Political Science faculty “dissent” from views expressed in Schapiro email


Daily file photo by Brian Meng

Scott Hall, 601 University Pl., home of Northwestern’s Political Science Department.

Isabelle Sarraf, Campus Editor

Faculty from Northwestern’s Political Science Department wrote an open letter to dissent from the views expressed in University President Morton Schapiro’s Monday email regarding student protests.

The faculty and affiliates said they believe Schapiro’s response deepens divisions within the NU community, calling the condemnation of student protestors “unhelpful and inappropriate” given the pandemic’s exacerbation of existing racial inequalities in the country.

“Our President’s response was antithetical to the spirit of strong, visionary and compassionate leadership that is unafraid of meeting the students where they are and of listening to their concerns and demands with respect, reciprocity and generosity,” Political Science faculty wrote.

Political Science faculty wrote they’ve spent their careers advancing the understanding of how people live among each other, resolve differences and promote coexistence and community.
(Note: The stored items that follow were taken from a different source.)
// src/main.rs
// Batch pipeline runner: loads a record snapshot, scans each entity type,
// auto-merges the high-confidence tier, and leaves the rest queued for
// the review CLI.

use anyhow::{Context, Result};
use log::{info, warn};
use std::sync::Arc;

use dedupe_lib::ai::{oracle_from_env, AiScorer};
use dedupe_lib::audit::AuditLedger;
use dedupe_lib::config::DedupeConfig;
use dedupe_lib::merge::MergeEngine;
use dedupe_lib::models::{EntityRecord, EntityType, EntityTypeSchema};
use dedupe_lib::pipeline::DedupePipeline;
use dedupe_lib::store::MemoryStore;
use dedupe_lib::utils::env::load_env;
use dedupe_lib::utils::progress::ProgressConfig;

async fn load_snapshot(store: &MemoryStore) -> Result<usize> {
    let path = std::env::var("DEDUPE_INPUT")
        .context("DEDUPE_INPUT must point at a JSON array of entity records")?;
    let raw = tokio::fs::read_to_string(&path)
        .await
        .with_context(|| format!("Failed to read record snapshot from {}", path))?;
    let records: Vec<EntityRecord> =
        serde_json::from_str(&raw).context("Failed to parse record snapshot")?;
    let count = records.len();
    store.seed(records).await;
    Ok(count)
}

#[tokio::main]
async fn main() -> Result<()> {
    env_logger::init();
    info!("Starting entity deduplication pipeline");
    load_env();

    let config = DedupeConfig::from_env();
    config
        .validate()
        .map_err(|e| anyhow::anyhow!("invalid configuration: {}", e))?;
    config.log_config();

    let progress_config = ProgressConfig::from_env();
    let multi_progress = progress_config.create_multi_progress();

    let store = Arc::new(MemoryStore::new());
    let loaded = load_snapshot(&store).await?;
    info!("Loaded {} records into the working store", loaded);

    let oracle = oracle_from_env(&config)?;
    let ledger = Arc::new(AuditLedger::new());
    let engine = Arc::new(MergeEngine::new(
        store.clone(),
        ledger.clone(),
        vec![
            EntityTypeSchema::default_person(),
            EntityTypeSchema::default_organization(),
            EntityTypeSchema::default_event(),
        ],
        &config,
    ));
    let scorer = AiScorer::new(oracle, &config);
    let pipeline = DedupePipeline::new(store.clone(), engine, scorer, config);

    let mut total_queued = 0;
    for entity_type in [
        EntityType::Person,
        EntityType::Organization,
        EntityType::Event,
    ] {
        let outcome = pipeline
            .run(entity_type, multi_progress.clone())
            .await
            .with_context(|| format!("{} scan failed", entity_type))?;
        total_queued += outcome.review_queue.len();
        info!(
            "{}: {} entities, {} pairs, {} auto-merged, {} queued for review, {} rejected",
            entity_type,
            outcome.stats.entities_loaded,
            outcome.stats.pairs_generated,
            outcome.stats.auto_merged,
            outcome.stats.queued_for_review,
            outcome.stats.rejected,
        );
        if outcome.stats.merge_errors > 0 {
            warn!(
                "{}: {} merge(s) failed; see log for pair identifiers",
                entity_type, outcome.stats.merge_errors
            );
        }
    }

    if let Ok(export_path) = std::env::var("DEDUPE_AUDIT_EXPORT") {
        let jsonl = ledger.export_jsonl()?;
        tokio::fs::write(&export_path, jsonl)
            .await
            .with_context(|| format!("Failed to write audit export to {}", export_path))?;
        info!(
            "Wrote {} audit record(s) to {}",
            ledger.len(),
            export_path
        );
    }

    info!(
        "Pipeline complete: {} decision(s) recorded, {} pair(s) awaiting review",
        ledger.len(),
        total_queued
    );
    Ok(())
}
// src/ai/stub.rs
// Deterministic oracle implementations: a rule-driven stub for offline
// runs and tests, and a programmable failing oracle for exercising the
// degradation paths.

use async_trait::async_trait;
use std::collections::HashMap;
use std::sync::atomic::{AtomicUsize, Ordering};
use std::time::Duration;

use super::{OracleRequest, ScoringError, ScoringOracle};
use crate::matching::name::score_name_strings;
use crate::matching::organization::score_org_strings;
use crate::models::{AiJudgment, EntityType};
use crate::signature::pair_signature;

/// Rule-driven judgment from the records alone. Deterministic: the same
/// pair always produces the same verdict.
fn rule_judgment(request: &OracleRequest) -> AiJudgment {
    let name_a = request.entity_a.text("name").unwrap_or_default();
    let name_b = request.entity_b.text("name").unwrap_or_default();
    let name_score = match request.entity_type {
        EntityType::Person => score_name_strings(name_a, name_b),
        _ => score_org_strings(name_a, name_b),
    };

    // The stub leans positive on structural matches (nicknames,
    // initialisms) that string distance alone undersells.
    let confidence = if name_score >= 70.0 {
        (name_score + 20.0).min(98.0)
    } else {
        name_score * 0.6
    };
    let is_match = confidence >= 75.0;

    let mut dimension_scores = std::collections::BTreeMap::new();
    dimension_scores.insert("name".to_string(), name_score);

    AiJudgment {
        confidence_score: confidence,
        is_match,
        reasoning: format!(
            "rule-based comparison of '{}' and '{}' scored {:.0}",
            name_a, name_b, name_score
        ),
        evidence: vec![format!("name comparison score {:.0}", name_score)],
        dimension_scores,
    }
}

/// Deterministic stub oracle. Judgments can be pinned per pair signature
/// for tests; unpinned pairs fall through to the rule-based default.
pub struct StubOracle {
    pinned: HashMap<String, AiJudgment>,
    fixed: Option<AiJudgment>,
}

impl StubOracle {
    pub fn new() -> Self {
        Self {
            pinned: HashMap::new(),
            fixed: None,
        }
    }

    /// Pin the judgment for one specific pair (keyed by content signature).
    pub fn with_pinned(
        mut self,
        a: &crate::models::EntityRecord,
        b: &crate::models::EntityRecord,
        judgment: AiJudgment,
    ) -> Self {
        self.pinned.insert(pair_signature(a, b), judgment);
        self
    }

    /// Return the same judgment for every pair.
    pub fn with_fixed(mut self, judgment: AiJudgment) -> Self {
        self.fixed = Some(judgment);
        self
    }
}

impl Default for StubOracle {
    fn default() -> Self {
        Self::new()
    }
}

#[async_trait]
impl ScoringOracle for StubOracle {
    async fn analyze(&self, request: &OracleRequest) -> Result<AiJudgment, ScoringError> {
        if let Some(fixed) = &self.fixed {
            return Ok(fixed.clone());
        }
        let key = pair_signature(&request.entity_a, &request.entity_b);
        if let Some(pinned) = self.pinned.get(&key) {
            return Ok(pinned.clone());
        }
        Ok(rule_judgment(request))
    }

    fn name(&self) -> &'static str {
        "stub"
    }
}

/// Oracle that fails in a configured way. Used to exercise retry, backoff,
/// and batch-degradation behavior.
pub struct FailingOracle {
    mode: FailureMode,
    calls: AtomicUsize,
    succeed_after: Option<usize>,
}

enum FailureMode {
    Timeout,
    Transient,
    Quota,
    Auth,
}

impl FailingOracle {
    pub fn timeout() -> Self {
        Self::with_mode(FailureMode::Timeout)
    }

    pub fn transient() -> Self {
        Self::with_mode(FailureMode::Transient)
    }

    pub fn quota() -> Self {
        Self::with_mode(FailureMode::Quota)
    }

    pub fn auth() -> Self {
        Self::with_mode(FailureMode::Auth)
    }

    /// Fail transiently `failures` times, then answer like the stub.
    pub fn transient_then_succeed(failures: usize) -> Self {
        let mut oracle = Self::with_mode(FailureMode::Transient);
        oracle.succeed_after = Some(failures);
        oracle
    }

    fn with_mode(mode: FailureMode) -> Self {
        Self {
            mode,
            calls: AtomicUsize::new(0),
            succeed_after: None,
        }
    }

    pub fn call_count(&self) -> usize {
        self.calls.load(Ordering::Relaxed)
    }
}

#[async_trait]
impl ScoringOracle for FailingOracle {
    async fn analyze(&self, request: &OracleRequest) -> Result<AiJudgment, ScoringError> {
        let call = self.calls.fetch_add(1, Ordering::Relaxed);
        if let Some(after) = self.succeed_after {
            if call >= after {
                return Ok(rule_judgment(request));
            }
        }
        match self.mode {
            FailureMode::Timeout => Err(ScoringError::Timeout(Duration::from_secs(0))),
            FailureMode::Transient => Err(ScoringError::Provider {
                status: 503,
                message: "service unavailable".to_string(),
                retryable: true,
            }),
            FailureMode::Quota => Err(ScoringError::QuotaExhausted),
            FailureMode::Auth => Err(ScoringError::Auth),
        }
    }

    fn name(&self) -> &'static str {
        "failing"
    }
}

#[cfg(test)]
mod tests {
    use super::*;
    use crate::models::{EntityRecord, EntityType};

    fn request(name_a: &str, name_b: &str, entity_type: EntityType) -> OracleRequest {
        OracleRequest {
            entity_a: EntityRecord::new("a", entity_type).with_text("name", name_a),
            entity_b: EntityRecord::new("b", entity_type).with_text("name", name_b),
            entity_type,
            context: String::new(),
        }
    }

    #[tokio::test]
    async fn test_stub_is_deterministic() {
        let oracle = StubOracle::new();
        let req = request("STC", "Swanage Town Council", EntityType::Organization);
        let first = oracle.analyze(&req).await.unwrap();
        let second = oracle.analyze(&req).await.unwrap();
        assert_eq!(first.confidence_score, second.confidence_score);
        assert_eq!(first.is_match, second.is_match);
    }

    #[tokio::test]
    async fn test_stub_leans_positive_on_initialisms() {
        let oracle = StubOracle::new();
        let req = request("STC", "Swanage Town Council", EntityType::Organization);
        let judgment = oracle.analyze(&req).await.unwrap();
        assert!(judgment.is_match);
        assert!(judgment.confidence_score >= 90.0);
    }

    #[tokio::test]
    async fn test_stub_rejects_unrelated_names() {
        let oracle = StubOracle::new();
        let req = request("Jane Doe", "Zachary Quill", EntityType::Person);
        let judgment = oracle.analyze(&req).await.unwrap();
        assert!(!judgment.is_match);
    }
}
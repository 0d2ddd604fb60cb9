// src/classify.rs
// Match classifier: one documented combination of raw similarity, graph
// delta, and oracle confidence, then deterministic thresholding over the
// configured bands. The auto-merge floor is a hard safety invariant.

use log::debug;

use crate::config::DedupeConfig;
use crate::models::{CandidatePair, DecisionTier};

/// Weight the oracle carries when its confidence lands within the
/// agreement tolerance of the raw score.
const AI_DOMINANT_WEIGHT: f64 = 0.9;
/// Weight when the oracle and the raw score disagree beyond tolerance:
/// the two views split the difference.
const AI_DISPUTED_WEIGHT: f64 = 0.5;

/// Combine the available signals into one 0-100 confidence score.
///
/// Raw similarity plus the graph delta forms the base. When an oracle
/// judgment is present it dominates the blend if it agrees with the raw
/// score within tolerance, and splits the difference otherwise. Pairs the
/// oracle should have seen but could not (`ai_unreviewed`) are capped
/// below the auto-merge floor so they land in review instead.
pub fn combined_confidence(pair: &CandidatePair, config: &DedupeConfig) -> f64 {
    if pair.similarity.insufficient_data {
        return 0.0;
    }
    let raw = pair.similarity.raw_score;
    let base = (raw + pair.graph_delta.unwrap_or(0.0)).clamp(0.0, 100.0);

    let mut combined = match &pair.ai_judgment {
        Some(judgment) => {
            let ai = judgment.confidence_score;
            let weight = if (ai - raw).abs() <= config.ai_agreement_tolerance {
                AI_DOMINANT_WEIGHT
            } else {
                AI_DISPUTED_WEIGHT
            };
            weight * ai + (1.0 - weight) * base
        }
        None => base,
    };

    if pair.ai_unreviewed {
        combined = combined.min(config.ai_unreviewed_cap);
    }
    combined.clamp(0.0, 100.0)
}

/// Assign the decision tier for a pair and record the combined score on
/// it. Insufficient-data pairs pin to Reject regardless of configuration.
pub fn classify(pair: &mut CandidatePair, config: &DedupeConfig) -> DecisionTier {
    let tier = if pair.similarity.insufficient_data {
        pair.combined_confidence = Some(0.0);
        DecisionTier::Reject
    } else {
        let score = combined_confidence(pair, config);
        pair.combined_confidence = Some(score);
        if score >= config.bands.auto_merge_floor {
            DecisionTier::AutoMerge
        } else if score >= config.bands.ai_review_floor {
            DecisionTier::AiReview
        } else if score >= config.bands.human_review_floor {
            DecisionTier::HumanReview
        } else {
            DecisionTier::Reject
        }
    };
    pair.tier = Some(tier);
    debug!(
        "Classified pair {} as {} (confidence {:.1})",
        pair.key,
        tier,
        pair.combined_confidence.unwrap_or(0.0)
    );
    tier
}

/// Whether a pair's raw score falls in the band where the oracle is
/// consulted: not auto-merge-worthy on its own, not obviously unrelated.
pub fn in_ai_band(raw_score: f64, config: &DedupeConfig) -> bool {
    raw_score >= config.ai_band_low && raw_score <= config.ai_band_high
}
They wrote the job of a university president is to exemplify values of respectful citizenship, listening to the community and bringing people together, not to 7cut off dissent.”

They added it is a president’s job to care and concern for those who’ve been disadvantaged by historical injustices, not to “shout them down.” A university president should honor past commitments to improve the Black student experiences, faculty wrote, and — in the words of a June 3 petition — “invest in life-giving institutions.”

“It is a president’s job to spearhead anti-racist change, and not to stymie it,” Political Science faculty wrote. “We expect more.”